For every line below that includes the word "TokenExchange", add one; report the final number and nothing else.

*-*-*

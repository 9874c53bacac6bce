use crate::services::intake::{handle_options, handle_submit};
use crate::services::results::{handle_email, handle_export, handle_results, handle_update};
use crate::state::AppState;
use axum::{
    routing::{get, post},
    Router,
};

pub fn routes(app_state: AppState) -> Router {
    Router::new()
        .route("/predictor/:exam/options", get(handle_options))
        .route("/predictor/:exam/submit", post(handle_submit))
        .route("/predictor/:exam/results", get(handle_results))
        .route("/predictor/:exam/update", post(handle_update))
        .route("/predictor/:exam/export", get(handle_export))
        .route("/predictor/:exam/email", post(handle_email))
        .with_state(app_state)
}
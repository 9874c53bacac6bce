use anyhow::Result;
use async_trait::async_trait;
use base64::engine::general_purpose::URL_SAFE_NO_PAD;
use base64::Engine;
use chrono::Utc;
use serde_json::Value;
use tracing::{error, info};

use crate::session::{keys, SessionStore};

/// The one backend call the token helper makes. Behind a trait so tests
/// (and a future server-side validation) can swap the exchange out.
#[async_trait]
pub trait TokenExchange: Send + Sync {
    async fn refresh(&self, refresh_token: &str) -> Result<Value>;
}

/// What a caller should do with the access token it asked for.
#[derive(Debug, Clone, PartialEq, Eq)]
pub enum TokenOutcome {
    Token(String),
    /// No usable token and no way to mint one; the caller must abort and
    /// send the user to the login route.
    RedirectToLogin,
}

/// Expiry peek on the JWT payload, decoded without signature verification.
/// Verification stays on the backend; this only decides whether a refresh
/// round-trip is needed. Anything undecodable counts as expired.
pub fn is_token_expired(token: &str) -> bool {
    let Some(payload) = token.split('.').nth(1) else {
        return true;
    };
    let Ok(decoded) = URL_SAFE_NO_PAD.decode(payload) else {
        return true;
    };
    let Ok(claims) = serde_json::from_slice::<Value>(&decoded) else {
        return true;
    };
    match claims.get("exp").and_then(Value::as_i64) {
        Some(exp) => Utc::now().timestamp() > exp,
        None => true,
    }
}

/// Returns a bearer token for the session, refreshing it first when the
/// stored one is missing or expired. A fresh stored token costs zero
/// network calls; an expired one costs exactly one refresh exchange.
pub async fn access_token(
    store: &dyn SessionStore,
    session_id: &str,
    exchange: &dyn TokenExchange,
) -> Result<TokenOutcome> {
    let stored = store
        .get(session_id, keys::ACCESS_TOKEN)
        .await?
        .and_then(|v| v.as_str().map(str::to_string));

    if let Some(token) = stored {
        if !is_token_expired(&token) {
            return Ok(TokenOutcome::Token(token));
        }
    }

    let refresh_token = store
        .get(session_id, keys::REFRESH_TOKEN)
        .await?
        .and_then(|v| v.as_str().map(str::to_string));
    let Some(refresh_token) = refresh_token else {
        return Ok(TokenOutcome::RedirectToLogin);
    };

    let response = match exchange.refresh(&refresh_token).await {
        Ok(response) => response,
        Err(e) => {
            error!("❌ Token refresh failed: {}", e);
            return Ok(TokenOutcome::RedirectToLogin);
        }
    };

    match response.get("access").and_then(Value::as_str) {
        Some(access) => {
            info!("✅ Access token refreshed");
            store
                .set(session_id, keys::ACCESS_TOKEN, Value::String(access.to_string()))
                .await?;
            Ok(TokenOutcome::Token(access.to_string()))
        }
        None => Ok(TokenOutcome::RedirectToLogin),
    }
}
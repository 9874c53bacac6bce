use tokio::{signal, sync::watch};
use tracing::info;

use seat_predictor_gateway::{
    config::AppConfig, http::http_server::start_http_server, utils::logging::setup_logging,
};

#[tokio::main]
async fn main() -> Result<(), Box<dyn std::error::Error + Send + Sync>> {
    let _guard = setup_logging("app/logs", "seat-predictor");
    let config = AppConfig::new()?;

    let (shutdown_tx, shutdown_rx) = watch::channel(());

    // 👇 Spawn Ctrl+C listener
    tokio::spawn({
        let shutdown_tx = shutdown_tx.clone();
        async move {
            if signal::ctrl_c().await.is_ok() {
                info!("🛑 Received Ctrl+C. Triggering shutdown...");
                let _ = shutdown_tx.send(());
            }
        }
    });

    let server = start_http_server(config, shutdown_rx).await?;

    let result = tokio::select! {
        res = server => res,
    };

    // 👇 Catch any crash or panic
    if let Err(e) = result {
        tracing::error!("💥 Server crashed: {:?}", e);
        let _ = shutdown_tx.send(());
    }

    Ok(())
}
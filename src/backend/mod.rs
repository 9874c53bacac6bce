pub mod client;
pub mod token;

*-*-*

● **OUTPUT**
2